* **Task description**: Word for word, retype the records below.

◆ ◆ ◆

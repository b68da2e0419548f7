use crate::sync::SyncConfig;
use crate::types::PeerNode;
use clap::{Parser, Subcommand};
use std::net::{IpAddr, SocketAddr};
use std::path::PathBuf;
use std::time::Duration;

#[derive(Debug, Parser)]
#[command(version, about, long_about = "Replicated ledger node with HTTP peer synchronization")]
pub struct Args {
    /// Directory holding the genesis file, the block log and the this-node record.
    #[arg(short, long, global = true, default_value = "./data")]
    pub datadir: PathBuf,
    #[command(subcommand)]
    pub command: Commands,
}

#[derive(Debug, Subcommand)]
pub enum Commands {
    /// Start the node: HTTP API plus periodic peer synchronization.
    Run(RunArgs),
    /// Print the balances of the local node.
    Balances,
    /// Submit a transaction to the local node.
    Tx(TxArgs),
    /// Print the version.
    Version,
}

#[derive(Clone, Debug, clap::Args)]
pub struct RunArgs {
    /// The IP address this node listens on and announces to peers.
    #[arg(long, default_value = "127.0.0.1")]
    pub ip: IpAddr,
    /// The port of the HTTP API.
    #[arg(short, long, default_value_t = 8080)]
    pub port: u16,
    /// IP address of the bootstrap peer.
    #[arg(long, default_value = "127.0.0.1")]
    pub bootstrap_ip: String,
    /// Port of the bootstrap peer.
    #[arg(long, default_value_t = 8080)]
    pub bootstrap_port: u16,
    /// Seconds between two synchronization cycles.
    #[arg(long, default_value_t = 45)]
    pub sync_interval: u64,
    /// Upper bound in milliseconds for a single request to a peer.
    #[arg(long, default_value_t = 5000)]
    pub peer_timeout_ms: u64,
    /// Upper bound in milliseconds for connecting to a peer.
    #[arg(long, default_value_t = 1000)]
    pub connect_timeout_ms: u64,
    /// Log debug output of this node.
    #[arg(short, long)]
    pub verbose: bool,
}

#[derive(Clone, Debug, clap::Args)]
pub struct TxArgs {
    #[arg(long)]
    pub from: String,
    #[arg(long)]
    pub to: String,
    #[arg(long)]
    pub value: u64,
    #[arg(long, default_value = "")]
    pub data: String,
    /// Apply the transaction directly to the data directory instead of sending it to the
    /// running node. The node must not be running.
    #[arg(long)]
    pub offline: bool,
}

/// Settings of a running node.
#[derive(Clone, Debug, PartialEq, Eq)]
pub struct NodeConfig {
    pub ip: IpAddr,
    pub port: u16,
    pub bootstrap: PeerNode,
    pub data_dir: PathBuf,
    pub sync: SyncConfig,
    pub verbose: bool,
}

impl NodeConfig {
    pub fn from_args(data_dir: PathBuf, args: &RunArgs) -> Self {
        Self {
            ip: args.ip,
            port: args.port,
            bootstrap: PeerNode::new(args.bootstrap_ip.clone(), args.bootstrap_port, true, false),
            data_dir,
            sync: SyncConfig {
                interval: Duration::from_secs(args.sync_interval),
                request_timeout: Duration::from_millis(args.peer_timeout_ms),
                connect_timeout: Duration::from_millis(args.connect_timeout_ms),
            },
            verbose: args.verbose,
        }
    }

    pub fn api_address(&self) -> SocketAddr {
        SocketAddr::new(self.ip, self.port)
    }
}

#[cfg(test)]
mod tests {
    use super::*;
    use crate::sync::{DEFAULT_CONNECT_TIMEOUT, DEFAULT_REQUEST_TIMEOUT, DEFAULT_SYNC_INTERVAL};

    fn run_config(arguments: &[&str]) -> NodeConfig {
        let args = Args::try_parse_from(arguments).unwrap();
        match args.command {
            Commands::Run(run) => NodeConfig::from_args(args.datadir, &run),
            other => panic!("unexpected command {:?}", other),
        }
    }

    #[test]
    fn test_run_defaults() {
        let config = run_config(&["ledger_node", "run"]);
        assert_eq!(config.data_dir, PathBuf::from("./data"));
        assert_eq!(config.api_address(), "127.0.0.1:8080".parse().unwrap());
        assert_eq!(config.bootstrap, PeerNode::new("127.0.0.1", 8080, true, false));
        assert_eq!(config.sync, SyncConfig::default());
        assert_eq!(config.sync.interval, DEFAULT_SYNC_INTERVAL);
        assert_eq!(config.sync.request_timeout, DEFAULT_REQUEST_TIMEOUT);
        assert_eq!(config.sync.connect_timeout, DEFAULT_CONNECT_TIMEOUT);
        assert!(!config.verbose);
    }

    #[test]
    fn test_run_overrides() {
        let config = run_config(&[
            "ledger_node", "run", "-d", "/tmp/node2", "-p", "8081", "--bootstrap-ip", "10.0.0.1",
            "--bootstrap-port", "9000", "--sync-interval", "5", "--peer-timeout-ms", "250", "-v",
        ]);
        assert_eq!(config.data_dir, PathBuf::from("/tmp/node2"));
        assert_eq!(config.port, 8081);
        assert_eq!(config.bootstrap.tcp_address(), "10.0.0.1:9000");
        assert_eq!(config.sync.interval, Duration::from_secs(5));
        assert_eq!(config.sync.request_timeout, Duration::from_millis(250));
        assert!(config.verbose);
    }

    #[test]
    fn test_invalid_port_is_refused() {
        assert!(Args::try_parse_from(["ledger_node", "run", "--port", "70000"]).is_err());
    }

    #[test]
    fn test_tx_command() {
        let args = Args::try_parse_from([
            "ledger_node", "tx", "--from", "andrej", "--to", "babayaga", "--value", "5", "--offline",
        ])
        .unwrap();
        match args.command {
            Commands::Tx(tx) => {
                assert_eq!(tx.from, "andrej");
                assert_eq!(tx.to, "babayaga");
                assert_eq!(tx.value, 5);
                assert!(tx.data.is_empty());
                assert!(tx.offline);
            }
            other => panic!("unexpected command {:?}", other),
        }
    }
}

◆ ◆ ◆

* **Written answer**:
repository b68da2e0419548f7
use crate::sync::SyncConfig;
use crate::types::PeerNode;
use clap::{Parser, Subcommand};
use std::net::{IpAddr, SocketAddr};
use std::path::PathBuf;
use std::time::Duration;

#[derive(Debug, Parser)]
#[command(version, about, long_about = "Replicated ledger node with HTTP peer synchronization")]
pub struct Args {
    /// Directory holding the genesis file, the block log and the this-node record.
    #[arg(short, long, global = true, default_value = "./data")]
    pub datadir: PathBuf,
    #[command(subcommand)]
    pub command: Commands,
}

#[derive(Debug, Subcommand)]
pub enum Commands {
    /// Start the node: HTTP API plus periodic peer synchronization.
    Run(RunArgs),
    /// Print the balances of the local node.
    Balances,
    /// Submit a transaction to the local node.
    Tx(TxArgs),
    /// Print the version.
    Version,
}

#[derive(Clone, Debug, clap::Args)]
pub struct RunArgs {
    /// The IP address this node listens on and announces to peers.
    #[arg(long, default_value = "127.0.0.1")]
    pub ip: IpAddr,
    /// The port of the HTTP API.
    #[arg(short, long, default_value_t = 8080)]
    pub port: u16,
    /// IP address of the bootstrap peer.
    #[arg(long, default_value = "127.0.0.1")]
    pub bootstrap_ip: String,
    /// Port of the bootstrap peer.
    #[arg(long, default_value_t = 8080)]
    pub bootstrap_port: u16,
    /// Seconds between two synchronization cycles.
    #[arg(long, default_value_t = 45)]
    pub sync_interval: u64,
    /// Upper bound in milliseconds for a single request to a peer.
    #[arg(long, default_value_t = 5000)]
    pub peer_timeout_ms: u64,
    /// Upper bound in milliseconds for connecting to a peer.
    #[arg(long, default_value_t = 1000)]
    pub connect_timeout_ms: u64,
    /// Log debug output of this node.
    #[arg(short, long)]
    pub verbose: bool,
}

#[derive(Clone, Debug, clap::Args)]
pub struct TxArgs {
    #[arg(long)]
    pub from: String,
    #[arg(long)]
    pub to: String,
    #[arg(long)]
    pub value: u64,
    #[arg(long, default_value = "")]
    pub data: String,
    /// Apply the transaction directly to the data directory instead of sending it to the
    /// running node. The node must not be running.
    #[arg(long)]
    pub offline: bool,
}

/// Settings of a running node.
#[derive(Clone, Debug, PartialEq, Eq)]
pub struct NodeConfig {
    pub ip: IpAddr,
    pub port: u16,
    pub bootstrap: PeerNode,
    pub data_dir: PathBuf,
    pub sync: SyncConfig,
    pub verbose: bool,
}

impl NodeConfig {
    pub fn from_args(data_dir: PathBuf, args: &RunArgs) -> Self {
        Self {
            ip: args.ip,
            port: args.port,
            bootstrap: PeerNode::new(args.bootstrap_ip.clone(), args.bootstrap_port, true, false),
            data_dir,
            sync: SyncConfig {
                interval: Duration::from_secs(args.sync_interval),
                request_timeout: Duration::from_millis(args.peer_timeout_ms),
                connect_timeout: Duration::from_millis(args.connect_timeout_ms),
            },
            verbose: args.verbose,
        }
    }

    pub fn api_address(&self) -> SocketAddr {
        SocketAddr::new(self.ip, self.port)
    }
}

#[cfg(test)]
mod tests {
    use super::*;
    use crate::sync::{DEFAULT_CONNECT_TIMEOUT, DEFAULT_REQUEST_TIMEOUT, DEFAULT_SYNC_INTERVAL};

    fn run_config(arguments: &[&str]) -> NodeConfig {
        let args = Args::try_parse_from(arguments).unwrap();
        match args.command {
            Commands::Run(run) => NodeConfig::from_args(args.datadir, &run),
            other => panic!("unexpected command {:?}", other),
        }
    }

    #[test]
    fn test_run_defaults() {
        let config = run_config(&["ledger_node", "run"]);
        assert_eq!(config.data_dir, PathBuf::from("./data"));
        assert_eq!(config.api_address(), "127.0.0.1:8080".parse().unwrap());
        assert_eq!(config.bootstrap, PeerNode::new("127.0.0.1", 8080, true, false));
        assert_eq!(config.sync, SyncConfig::default());
        assert_eq!(config.sync.interval, DEFAULT_SYNC_INTERVAL);
        assert_eq!(config.sync.request_timeout, DEFAULT_REQUEST_TIMEOUT);
        assert_eq!(config.sync.connect_timeout, DEFAULT_CONNECT_TIMEOUT);
        assert!(!config.verbose);
    }

    #[test]
    fn test_run_overrides() {
        let config = run_config(&[
            "ledger_node", "run", "-d", "/tmp/node2", "-p", "8081", "--bootstrap-ip", "10.0.0.1",
            "--bootstrap-port", "9000", "--sync-interval", "5", "--peer-timeout-ms", "250", "-v",
        ]);
        assert_eq!(config.data_dir, PathBuf::from("/tmp/node2"));
        assert_eq!(config.port, 8081);
        assert_eq!(config.bootstrap.tcp_address(), "10.0.0.1:9000");
        assert_eq!(config.sync.interval, Duration::from_secs(5));
        assert_eq!(config.sync.request_timeout, Duration::from_millis(250));
        assert!(config.verbose);
    }

    #[test]
    fn test_invalid_port_is_refused() {
        assert!(Args::try_parse_from(["ledger_node", "run", "--port", "70000"]).is_err());
    }

    #[test]
    fn test_tx_command() {
        let args = Args::try_parse_from([
            "ledger_node", "tx", "--from", "andrej", "--to", "babayaga", "--value", "5", "--offline",
        ])
        .unwrap();
        match args.command {
            Commands::Tx(tx) => {
                assert_eq!(tx.from, "andrej");
                assert_eq!(tx.to, "babayaga");
                assert_eq!(tx.value, 5);
                assert!(tx.data.is_empty());
                assert!(tx.offline);
            }
            other => panic!("unexpected command {:?}", other),
        }
    }
}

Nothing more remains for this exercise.